A photograph is a thing. The person who makes the thing is a photograph-er. The thing is not made until the image captured by the camera is made visible on the paper or other viewing surface. This "making" consists of the entire process from choosing/arranging/lighting the subject, adjusting/aiming/operating the camera and doing what one will to get it onto the paper. Ansel has already been mentioned as an example of a "back in the day" photograph-er who certainly made use of his dark room, his enlarger, and whatever other tools he chose, to create his "art". The photographs thusly made have been greatly admired by many, and few of the admirers fail to call him a "photographer", rather than an "editor". (Ansel the dodger/burner?)

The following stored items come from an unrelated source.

use crate::errors::CryptoError;
use crate::provider::{MlKemDilithium, PrimitiveProvider};
use crate::types::{KemKeyPair, SignatureKeyPair};

/// Produces KEM and signature key pairs, once per identity.
///
/// Holds no state besides the provider, so one generator can be shared across threads.
#[derive(Clone, Debug, Default)]
pub struct KeyPairGenerator<P = MlKemDilithium> {
    provider: P,
}

impl<P: PrimitiveProvider> KeyPairGenerator<P> {
    pub fn new(provider: P) -> Self {
        Self { provider }
    }

    pub fn generate_kem_keypair(&self) -> Result<KemKeyPair, CryptoError> {
        let pair = self.provider.kem_generate().map_err(|e| {
            tracing::error!(error = %e, "kem key generation failed");
            CryptoError::KeyGeneration
        })?;
        tracing::debug!(public_len = pair.public.as_bytes().len(), "generated kem keypair");
        Ok(pair)
    }

    pub fn generate_signature_keypair(&self) -> Result<SignatureKeyPair, CryptoError> {
        let pair = self.provider.sig_generate().map_err(|e| {
            tracing::error!(error = %e, "signature key generation failed");
            CryptoError::KeyGeneration
        })?;
        tracing::debug!(
            public_len = pair.public.as_bytes().len(),
            "generated signature keypair"
        );
        Ok(pair)
    }
}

Adams and the numerous other "photographers" one could mention as widely recognized and acclaimed, used the tools available to them in their time, just as we do today. I don't doubt that they would envy us our new tools.
It hardly seems appropriate to try to differentiate a carpenter from a measurer, a sawer or a hammerer. Perhaps we should further distinguish him as a laser level technician, an adhesives applier, or a plumb(vs. apple)-bobber.
Are we having fun yet? :-)
Larry - I need to totally disagree with you. Photography is the skill of producing photographs. There is a big difference between a photograph and digital picture. "digital art" produces stunning pictures - which more often then not do NOT reflect anything real.
Photography as I understand it - is about recording a real moment or object in the most accurate way.
Yes I understand that some tweaks can be allowed - but these should be minor and unnoticeable. The "photo" should remain something real that the photographer saw. Photography is about VISION - NOT about enhanced photoshop / lightroom skills.
My 2 cents
Your understanding, as per my understanding, is totally wrong. Will find a photo I saw yesterday on this forum on a TS lens which was beautiful and far from accurate. Will find it and post next so you can see better.
Hi Sanj...thanks for posting that, not sure who shot it, did you? It is beautiful no doubt, but I will venture a criticism...the phrase I would use is "they got happy with the black slider a bit"...I admit it creates a lot of negative space which makes the rest "pop"...but true enough, it looks hyped and unnatural. If I were doing it, I would have some shadow detail, but try to let perhaps only 30 to 40% of what is total "black" here, be black. As for the hyped color, well that's typical of what people do with digital photos these days. This one is really not all that bad though.
Not my photo, I just put it there to make a point that photography is not only documentation but an art expression as well.